Yep, I noticed this too, I was like "hang on a sec" 🍒

Ryan Palo • Dec 5 '20

Oh man! Swapping letters for numbers is an amazing insight. I'm half-tempted to go back and rewrite mine using even more sneaky binary tricks! I stopped at bit shifting.
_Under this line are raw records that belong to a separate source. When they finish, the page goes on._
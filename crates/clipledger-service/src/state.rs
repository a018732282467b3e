//! Application state.

use std::sync::Arc;
use std::time::Duration;

use clipledger_store::Store;

use crate::auth::JwksVerifier;
use crate::config::ServiceConfig;
use crate::dispatch::{Dispatcher, RunPodDispatcher};
use crate::ingest::{PaymentSettings, WebhookIngest};
use crate::ledger::LedgerService;
use crate::lifecycle::JobService;
use crate::objects::{FsObjectStore, HttpObjectStore, ObjectStore};
use crate::payments::{CreemClient, PaymentProvider};
use crate::reconciler::Reconciler;
use crate::registry::CodeRegistry;
use crate::sweeper::Sweeper;

/// External collaborators, built from configuration or injected by tests.
#[derive(Clone)]
pub struct Collaborators {
    /// Worker dispatcher (optional).
    pub dispatcher: Option<Arc<dyn Dispatcher>>,
    /// Object storage for uploads and outputs.
    pub objects: Arc<dyn ObjectStore>,
    /// Payment provider for checkouts (optional).
    pub payments: Option<Arc<dyn PaymentProvider>>,
}

impl Collaborators {
    /// Build collaborators from configuration, logging which integrations are enabled.
    #[must_use]
    pub fn from_config(config: &ServiceConfig) -> Self {
        let timeout = Duration::from_secs(config.dispatch_timeout_seconds);

        let dispatcher = config
            .runpod_endpoint_id
            .as_ref()
            .zip(config.runpod_api_key.as_ref())
            .and_then(|(endpoint, key)| {
                match RunPodDispatcher::new(&config.runpod_base_url, endpoint, key.clone(), timeout)
                {
                    Ok(client) => {
                        tracing::info!(endpoint_id = %endpoint, "RunPod dispatch enabled");
                        Some(Arc::new(client) as Arc<dyn Dispatcher>)
                    }
                    Err(e) => {
                        tracing::error!(error = %e, "Failed to create RunPod client");
                        None
                    }
                }
            });

        if dispatcher.is_none() {
            tracing::warn!("RunPod not configured - jobs will stay pending until their output appears");
        }

        let objects: Arc<dyn ObjectStore> = match config.object_store_url.as_ref().map(|url| {
            HttpObjectStore::new(
                url.clone(),
                config.object_store_token.clone(),
                config.public_url_base.clone(),
                timeout,
            )
        }) {
            Some(Ok(store)) => {
                tracing::info!("HTTP object store enabled");
                Arc::new(store)
            }
            Some(Err(e)) => {
                tracing::error!(error = %e, "Failed to create HTTP object store, using local files");
                Arc::new(FsObjectStore::new(
                    &config.object_store_root,
                    config.public_url_base.clone(),
                ))
            }
            None => {
                tracing::info!(root = %config.object_store_root, "Local object store enabled");
                Arc::new(FsObjectStore::new(
                    &config.object_store_root,
                    config.public_url_base.clone(),
                ))
            }
        };

        let payments = config.creem_api_key.as_ref().and_then(|key| {
            match CreemClient::new(key.clone(), config.creem_api_base.clone()) {
                Ok(client) => {
                    tracing::info!(
                        test_mode = config.creem_test_mode(),
                        base_url = %client.base_url(),
                        "Creem integration enabled"
                    );
                    Some(Arc::new(client) as Arc<dyn PaymentProvider>)
                }
                Err(e) => {
                    tracing::error!(error = %e, "Failed to create Creem client");
                    None
                }
            }
        });

        if payments.is_none() {
            tracing::warn!("Creem not configured - checkouts will not be available");
        }
        if config.creem_webhook_secret.is_none() {
            if config.allow_unsigned_webhooks {
                tracing::warn!("Webhook secret not configured - accepting unsigned payment events");
            } else {
                tracing::warn!("Webhook secret not configured - payment events will be refused");
            }
        }

        Self {
            dispatcher,
            objects,
            payments,
        }
    }
}

/// Application state shared across handlers.
#[derive(Clone)]
pub struct AppState {
    /// The storage backend.
    pub store: Arc<dyn Store>,

    /// Service configuration.
    pub config: ServiceConfig,

    /// User token verifier.
    pub jwks: Arc<JwksVerifier>,

    /// Object storage for uploads and outputs.
    pub objects: Arc<dyn ObjectStore>,

    /// Balance operations.
    pub ledger: LedgerService,

    /// Job lifecycle.
    pub jobs: JobService,

    /// Redemption codes.
    pub codes: CodeRegistry,

    /// Purchases and payment webhooks.
    pub ingest: WebhookIngest,

    /// Output polling.
    pub reconciler: Reconciler,
}

impl AppState {
    /// Create a new application state with collaborators built from `config`.
    #[must_use]
    pub fn new(store: Arc<dyn Store>, config: ServiceConfig) -> Self {
        let collaborators = Collaborators::from_config(&config);
        Self::from_parts(store, config, collaborators)
    }

    /// Create a new application state with the given collaborators.
    #[must_use]
    pub fn from_parts(
        store: Arc<dyn Store>,
        config: ServiceConfig,
        collaborators: Collaborators,
    ) -> Self {
        let Collaborators {
            dispatcher,
            objects,
            payments,
        } = collaborators;

        let jwks = Arc::new(JwksVerifier::new(
            config.jwks_url(),
            config.auth_base_url.clone(),
            config.auth_audience.clone(),
        ));

        let ledger = LedgerService::new(store.clone(), config.starting_balance);
        let reconciler = Reconciler::new(store.clone(), objects.clone());
        let jobs = JobService::new(
            store.clone(),
            ledger.clone(),
            reconciler.clone(),
            dispatcher,
            config.max_dispatch_attempts,
        );
        let codes = CodeRegistry::new(store.clone(), ledger.clone());
        let ingest = WebhookIngest::new(
            store.clone(),
            ledger.clone(),
            payments,
            PaymentSettings {
                webhook_secret: config.creem_webhook_secret.clone(),
                allow_unsigned: config.allow_unsigned_webhooks,
                frontend_url: config.frontend_url.clone(),
                products: config.products.clone(),
            },
        );

        Self {
            store,
            config,
            jwks,
            objects,
            ledger,
            jobs,
            codes,
            ingest,
            reconciler,
        }
    }

    /// The background sweeper, or `None` if sweeping is disabled.
    #[must_use]
    pub fn sweeper(&self) -> Option<Sweeper> {
        if self.config.sweep_interval_seconds == 0 {
            return None;
        }
        Some(Sweeper::new(
            self.store.clone(),
            self.jobs.clone(),
            self.reconciler.clone(),
            Duration::from_secs(self.config.sweep_interval_seconds),
            Duration::from_secs(self.config.dispatch_retry_delay_seconds),
        ))
    }

    /// Check if worker dispatch is configured.
    #[must_use]
    pub fn has_dispatcher(&self) -> bool {
        self.jobs.can_dispatch()
    }
}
Benjamin Trent • Dec 5 '20

This one was pretty simple.

Rust as always :D

fn is_lower(input: &str) -> bool {
    &input[0..1] == "F" || &input[0..1] == "L"
}

fn calculate_pos(input: &str, lower: usize, upper: usize) -> usize {
    if input.len() == 1 {
        if is_lower(input) {
            lower
        } else {
            upper
        }
    } else {
        let (lower, upper) = if is_lower(input) {
            (lower, (upper + lower) / 2)
        } else {
            ((upper + lower) / 2 + 1, upper)
        };
        calculate_pos(&input[1..], lower, upper)
    }
}

fn calc_boarding_pass(input: &str) -> usize {
    calculate_pos(&input[0..7], 0, 127) * 8 + calculate_pos(&input[input.len() - 3..], 0, 7)
}

#[aoc(day5, part1)]
fn max_boarding_pass(input: &str) -> usize {
    input
        .lines()
        .map(|s| calc_boarding_pass(s))
        .max()
        .unwrap_or(0)
}

#[aoc(day5, part2)]
fn boarding_passes(input: &str) -> usize {
    let mut v: Vec<usize> = input.lines().map(|s| calc_boarding_pass(s)).collect();
    v.sort();
    for (l, r) in v.iter().zip(v[0]..v[v.len() - 1]) {
        if *l != r {
            return r;
        }
    }
    0
}

Erik Bäckman • Dec 22 '20 • Edited

Haskell:

module Main where

import Data.List (sort)
import Data.Maybe (listToMaybe)
import Data.Bool (bool)
import Control.Arrow ((&&&))

decode :: String -> Int
decode = foldl (\n a -> (bool 0 1 . (`elem` "BR") $ a) + 2*n) 0

parseInput :: String -> [Int]
parseInput = fmap decode . lines

distanceOf :: (Ord a, Num a) => a -> [a] -> [(a, a)]
distanceOf n l = [ (x, y) | (x,y) <- (zip <*> tail) . sort $ l, abs (x - y) == n ]

solveP1 :: [Int] -> Int
solveP1 = maximum

solveP2 :: [Int] -> Maybe Int
solveP2 = fmap (succ . fst) . listToMaybe . distanceOf 2

main :: IO ()
main = print . (solveP1 &&& solveP2) . parseInput =<< readFile "./day5inp.txt"

Kai • Dec 5 '20

Hey everyone 👋!

I've created a step-by-step tutorial for solving AoC 2020 day 5:

dev.to/kais_blog/step-by-step-tuto...

I'm using TypeScript and I explain how to use the binary representation of the boarding pass data.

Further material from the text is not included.